=== RECORDS TO USE ===
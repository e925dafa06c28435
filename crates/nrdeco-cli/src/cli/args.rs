//! Argument builders for the `nrdeco` command.

use std::path::PathBuf;

use clap::{Arg, ArgAction, value_parser};

/// Go file with interface declarations (-s/--source).
pub fn source_arg() -> Arg {
    Arg::new("source")
        .short('s')
        .long("source")
        .value_name("FILE")
        .value_parser(value_parser!(PathBuf))
        .help("Go file declaring the interfaces to decorate")
}

/// Generated file (-d/--dest).
pub fn dest_arg() -> Arg {
    Arg::new("dest")
        .short('d')
        .long("dest")
        .value_name("FILE")
        .value_parser(value_parser!(PathBuf))
        .requires("source")
        .conflicts_with("version")
        .help("Output file [default: <source> with .go replaced by .nrdeco.go]")
}

/// Print version and exit (--version).
pub fn version_arg() -> Arg {
    Arg::new("version")
        .long("version")
        .action(ArgAction::SetTrue)
        .help("Print the version of nrdeco")
}

/// Handling of methods without a context (--untraced).
pub fn untraced_arg() -> Arg {
    Arg::new("untraced")
        .long("untraced")
        .value_name("POLICY")
        .default_value("omit")
        .value_parser(["omit", "forward"])
        .help("Methods without context.Context: omit them or forward without a segment")
}

/// Log verbosity (-v, -vv, -vvv).
pub fn verbose_arg() -> Arg {
    Arg::new("verbose")
        .short('v')
        .action(ArgAction::Count)
        .help("Increase log verbosity (RUST_LOG takes precedence)")
}
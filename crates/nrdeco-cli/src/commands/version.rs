/// Injected at build time by release tooling.
const REVISION: Option<&str> = option_env!("NRDECO_REVISION");

pub fn version_line() -> String {
    format!(
        "[nrdeco] Version {}-{}",
        env!("CARGO_PKG_VERSION"),
        REVISION.unwrap_or("unknown")
    )
}

pub fn run() {
    println!("{}", version_line());
}
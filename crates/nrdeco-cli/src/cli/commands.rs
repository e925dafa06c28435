//! Command builder for the CLI.

use clap::{ArgGroup, Command};

use super::args::*;

/// Build the `nrdeco` command. Exactly one of `--source` and `--version`
/// is required.
pub fn build_cli() -> Command {
    Command::new("nrdeco")
        .about("Generates decorated implementations with New Relic segments from Go interfaces")
        .disable_version_flag(true)
        .arg(source_arg())
        .arg(dest_arg())
        .arg(untraced_arg())
        .arg(verbose_arg())
        .arg(version_arg())
        .group(
            ArgGroup::new("mode")
                .args(["source", "version"])
                .required(true)
                .multiple(false),
        )
        .after_help(
            r#"EXAMPLES:
  nrdeco -s repository/user.go                      # writes repository/user.nrdeco.go
  nrdeco -s repository/user.go -d nr/user.go        # decorator in another package
  nrdeco -s repository/user.go --untraced forward   # also forward methods without context
  nrdeco --version"#,
        )
}
//! Tree-sitter language facade for nrdeco.
//!
//! The generator only reads Go, but source handling goes through the same
//! `Lang` handle regardless of grammar so callers never touch the raw
//! `tree_sitter::Language`.

use std::sync::Arc;

use arborium_tree_sitter as tree_sitter;
use tree_sitter::Language;

pub mod builtin;

pub use builtin::*;

/// User-facing language type.
pub type Lang = Arc<dyn LangImpl>;

/// Trait providing a unified facade for tree-sitter's Language API.
pub trait LangImpl: Send + Sync {
    /// Parse source code into a tree-sitter tree.
    ///
    /// Returns `None` only when tree-sitter gives up on the input entirely;
    /// syntax errors still produce a tree containing `ERROR` nodes.
    fn parse(&self, source: &str) -> Option<tree_sitter::Tree>;
}

/// Language implementation backed by a statically linked grammar.
#[derive(Debug)]
pub struct LangInner {
    ts_lang: Language,
}

impl LangInner {
    pub fn new_static(ts_lang: Language) -> Self {
        Self { ts_lang }
    }
}

impl LangImpl for LangInner {
    fn parse(&self, source: &str) -> Option<tree_sitter::Tree> {
        let mut parser = tree_sitter::Parser::new();
        parser
            .set_language(&self.ts_lang)
            .expect("failed to set language");
        parser.parse(source, None)
    }
}

#[cfg(test)]
mod lib_tests;
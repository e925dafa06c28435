use std::collections::BTreeMap;

use super::ImportLookup;
use crate::model::Package;
use crate::syntax::ImportSpec;

fn spec(alias: Option<&str>, path: &str) -> ImportSpec {
    ImportSpec {
        alias: alias.map(str::to_string),
        path: path.to_string(),
    }
}

#[test]
fn known_import_wins() {
    let mut known = BTreeMap::new();
    known.insert("model".to_string(), Package::new("example.com/registered/model"));
    let specs = [spec(None, "example.com/declared/model")];

    let mut lookup = ImportLookup::new(&mut known, &specs);

    assert_eq!(
        lookup.lookup("model"),
        Some(Package::new("example.com/registered/model"))
    );
}

#[test]
fn alias_before_suffix() {
    let mut known = BTreeMap::new();
    let specs = [
        spec(None, "example.com/a/store"),
        spec(Some("store"), "example.com/b/persistence"),
    ];

    let mut lookup = ImportLookup::new(&mut known, &specs);

    assert_eq!(
        lookup.lookup("store"),
        Some(Package::new("example.com/b/persistence"))
    );
}

#[test]
fn suffix_matches_final_component_only() {
    let mut known = BTreeMap::new();
    let specs = [
        spec(None, "example.com/xmodel"),
        spec(None, "example.com/domain/model"),
        spec(None, "context"),
    ];

    let mut lookup = ImportLookup::new(&mut known, &specs);

    assert_eq!(
        lookup.lookup("model"),
        Some(Package::new("example.com/domain/model"))
    );
    assert_eq!(lookup.lookup("context"), Some(Package::new("context")));
}

#[test]
fn hit_is_cached() {
    let mut known = BTreeMap::new();
    let specs = [spec(Some("m"), "example.com/domain/model")];

    {
        let mut lookup = ImportLookup::new(&mut known, &specs);
        assert!(lookup.lookup("m").is_some());
        assert!(lookup.lookup("m").is_some());
    }

    assert_eq!(known.len(), 1);
    assert_eq!(known["m"], Package::new("example.com/domain/model"));
}

#[test]
fn miss_returns_none_and_caches_nothing() {
    let mut known = BTreeMap::new();
    let specs = [spec(None, "example.com/domain/model")];

    {
        let mut lookup = ImportLookup::new(&mut known, &specs);
        assert_eq!(lookup.lookup("http"), None);
    }

    assert!(known.is_empty());
}
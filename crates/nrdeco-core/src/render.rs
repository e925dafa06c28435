//! Signature and forwarding-call rendering.

use crate::model::{Method, Params, results};

/// Identifier every capability parameter is bound to.
pub const CONTEXT_IDENT: &str = "ctx";

/// Positional name of the parameter at `index`.
fn positional(index: usize) -> String {
    format!("arg{index}")
}

impl Params {
    /// `ctx context.Context, arg1 string, arg2 ...int`
    pub fn signature(&self) -> String {
        self.0
            .iter()
            .enumerate()
            .map(|(i, param)| {
                if param.is_context() {
                    format!("{CONTEXT_IDENT} {param}")
                } else {
                    format!("{} {param}", positional(i))
                }
            })
            .collect::<Vec<_>>()
            .join(", ")
    }

    /// `ctx, arg1, arg2...`
    pub fn call(&self) -> String {
        self.0
            .iter()
            .enumerate()
            .map(|(i, param)| {
                if param.is_context() {
                    CONTEXT_IDENT.to_string()
                } else if param.is_variadic() {
                    format!("{}...", positional(i))
                } else {
                    positional(i)
                }
            })
            .collect::<Vec<_>>()
            .join(", ")
    }
}

impl Method {
    /// Declaration as it appears after `func (recv)`, with anonymous results:
    /// `Get(ctx context.Context, arg1 string) (*User, error)`.
    pub fn signature(&self) -> String {
        format!(
            "{}({}){}",
            self.name,
            self.params.signature(),
            results(&self.returns)
        )
    }

    /// Forwarding call expression: `Get(ctx, arg1)`.
    pub fn call(&self) -> String {
        format!("{}({})", self.name, self.params.call())
    }
}

#[cfg(test)]
#[path = "render_tests.rs"]
mod render_tests;
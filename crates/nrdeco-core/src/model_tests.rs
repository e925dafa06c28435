use super::*;

fn user() -> Value {
    Value::named("User")
}

#[test]
fn render_named() {
    assert_eq!(user().to_string(), "User");
    assert_eq!(Value::named("error").to_string(), "error");
}

#[test]
fn render_qualified_uses_last_path_segment() {
    let model = Package::new("github.com/acme/shop/domain/model");
    assert_eq!(Value::qualified("User", model).to_string(), "model.User");

    let context = Package::new("context");
    assert_eq!(Value::qualified("Context", context).to_string(), "context.Context");
}

#[test]
fn render_pointer_to_slice() {
    let value = Value::pointer(Value::slice(user()));
    assert_eq!(value.to_string(), "*[]User");
}

#[test]
fn render_map_of_slice() {
    let value = Value::Map {
        key: "string".into(),
        element: Box::new(Value::slice(user())),
    };
    assert_eq!(value.to_string(), "map[string][]User");
}

#[test]
fn render_channels() {
    let chan = |dir| Value::Chan {
        dir,
        element: Box::new(Value::named("int")),
    };
    assert_eq!(chan(ChanDir::Both).to_string(), "chan int");
    assert_eq!(chan(ChanDir::Send).to_string(), "chan<- int");
    assert_eq!(chan(ChanDir::Recv).to_string(), "<-chan int");
}

#[test]
fn render_variadic() {
    assert_eq!(Value::variadic(Value::named("string")).to_string(), "...string");
}

#[test]
fn render_func_results() {
    let no_results = Value::Func {
        params: Params(vec![]),
        returns: Returns(vec![]),
    };
    assert_eq!(no_results.to_string(), "func()");

    let single = Value::Func {
        params: Params(vec![Value::named("string"), Value::variadic(Value::named("int"))]),
        returns: Returns(vec![Value::named("error")]),
    };
    assert_eq!(single.to_string(), "func(string, ...int) error");

    let many = Value::Func {
        params: Params(vec![user()]),
        returns: Returns(vec![Value::pointer(user()), Value::named("error")]),
    };
    assert_eq!(many.to_string(), "func(User) (*User, error)");
}

#[test]
fn context_detection_requires_package() {
    assert!(Value::qualified("Context", Package::new("context")).is_context());
    assert!(!Value::named("Context").is_context());
    assert!(!Value::qualified("Context", Package::new("golang.org/x/net/context")).is_context());
    assert!(!Value::pointer(Value::qualified("Context", Package::new("context"))).is_context());
}

#[test]
fn params_has_context() {
    let ctx = Value::qualified("Context", Package::new("context"));
    assert!(Params(vec![Value::named("string"), ctx]).has_context());
    assert!(!Params(vec![Value::named("string")]).has_context());
    assert!(!Params(vec![]).has_context());
}

#[test]
fn import_paths_sorted_and_deduplicated() {
    let mut file = File::new("v1.0.0", "repository");
    file.imports.insert("newrelic".into(), Package::new("github.com/newrelic/go-agent/v3/newrelic"));
    file.imports.insert("context".into(), Package::new("context"));
    file.imports.insert("m".into(), Package::new("github.com/acme/model"));
    file.imports.insert("model".into(), Package::new("github.com/acme/model"));

    assert_eq!(
        file.import_paths(),
        vec![
            "context",
            "github.com/acme/model",
            "github.com/newrelic/go-agent/v3/newrelic",
        ]
    );
}
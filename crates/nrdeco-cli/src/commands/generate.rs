use std::fs;
use std::io;
use std::path::{Path, PathBuf};

use nrdeco_core::{Config, GoModResolver, UntracedMethods, default_dest, generate};
use tracing::debug;

pub struct GenerateArgs {
    pub source: PathBuf,
    pub dest: Option<PathBuf>,
    pub untraced: UntracedMethods,
}

#[derive(Debug, thiserror::Error)]
pub enum GenerateError {
    #[error("{} is not a Go source file", .path.display())]
    NotGoFile { path: PathBuf },

    #[error(transparent)]
    Generate(#[from] nrdeco_core::Error),

    #[error("failed to create directory {}: {source}", .path.display())]
    CreateDir {
        path: PathBuf,
        #[source]
        source: io::Error,
    },

    #[error("failed to write to {}: {source}", .path.display())]
    Write {
        path: PathBuf,
        #[source]
        source: io::Error,
    },
}

pub fn run(args: GenerateArgs) {
    if let Err(e) = execute(&args.source, args.dest.as_deref(), args.untraced) {
        eprintln!(
            "error: [nrdeco] failed to generate code from {}: {}",
            args.source.display(),
            e
        );
        std::process::exit(1);
    }
}

/// Generate the decorator for `source` and write it. Returns the path written.
pub fn execute(
    source: &Path,
    dest: Option<&Path>,
    untraced: UntracedMethods,
) -> Result<PathBuf, GenerateError> {
    ensure_go_file(source)?;
    let dest = match dest {
        Some(dest) => {
            ensure_go_file(dest)?;
            dest.to_path_buf()
        }
        None => default_dest(source),
    };

    println!("[nrdeco] input: {}", source.display());

    let config = Config::new()
        .version(env!("CARGO_PKG_VERSION"))
        .untraced(untraced);
    let bytes = generate(source, &dest, &config, &GoModResolver)?;

    if let Some(dir) = dest.parent().filter(|d| !d.as_os_str().is_empty()) {
        create_dest_dir(dir).map_err(|e| GenerateError::CreateDir {
            path: dir.to_path_buf(),
            source: e,
        })?;
    }
    fs::write(&dest, bytes).map_err(|e| GenerateError::Write {
        path: dest.clone(),
        source: e,
    })?;

    println!("[nrdeco] wrote: {}", dest.display());
    Ok(dest)
}

fn ensure_go_file(path: &Path) -> Result<(), GenerateError> {
    let is_go = path
        .extension()
        .and_then(|ext| ext.to_str())
        .and_then(nrdeco_langs::from_ext)
        .is_some();
    if !is_go {
        return Err(GenerateError::NotGoFile {
            path: path.to_path_buf(),
        });
    }
    Ok(())
}

/// Create `dir` and its parents. An existing directory keeps its permission
/// bits; new ones get `0o777` before umask.
fn create_dest_dir(dir: &Path) -> io::Result<()> {
    debug!(dir = %dir.display(), "creating destination directory");
    let mut builder = fs::DirBuilder::new();
    builder.recursive(true);

    #[cfg(unix)]
    {
        use std::os::unix::fs::{DirBuilderExt, PermissionsExt};

        let mode = fs::metadata(dir)
            .map(|m| m.permissions().mode() & 0o777)
            .unwrap_or(0o777);
        builder.mode(mode);
    }

    builder.create(dir)
}
use std::io;
use std::path::PathBuf;

/// Failure while turning one syntax node into a `Value`.
#[derive(Debug, Clone, PartialEq, Eq, thiserror::Error)]
pub enum ResolveError {
    /// Node kind outside the supported set of type expressions.
    #[error("unsupported type expression: {kind}")]
    UnsupportedType { kind: String },

    /// Package prefix (or original package) with no known import path.
    #[error("import '{name}' not found")]
    ImportNotFound { name: String },
}

/// Errors that abort a generation run.
#[derive(Debug, thiserror::Error)]
pub enum Error {
    #[error("failed to read file {}: {source}", .path.display())]
    Read {
        path: PathBuf,
        #[source]
        source: io::Error,
    },

    #[error("failed to parse file {}", .path.display())]
    Parse { path: PathBuf },

    #[error("no module found for directory '{}'", .dir.display())]
    ModuleNotFound { dir: PathBuf },

    #[error("failed to get absolute path of {}: {source}", .path.display())]
    AbsolutePath {
        path: PathBuf,
        #[source]
        source: io::Error,
    },

    #[error("error while scanning {}: {source}", .path.display())]
    Scan {
        path: PathBuf,
        #[source]
        source: ResolveError,
    },
}

/// Result type for generation.
pub type Result<T> = std::result::Result<T, Error>;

=== PROBLEM DESCRIPTION ===
The reply is to be one number, the count of lines in the records above that contain "omit".

=== EXERCISE SOLUTION ===
3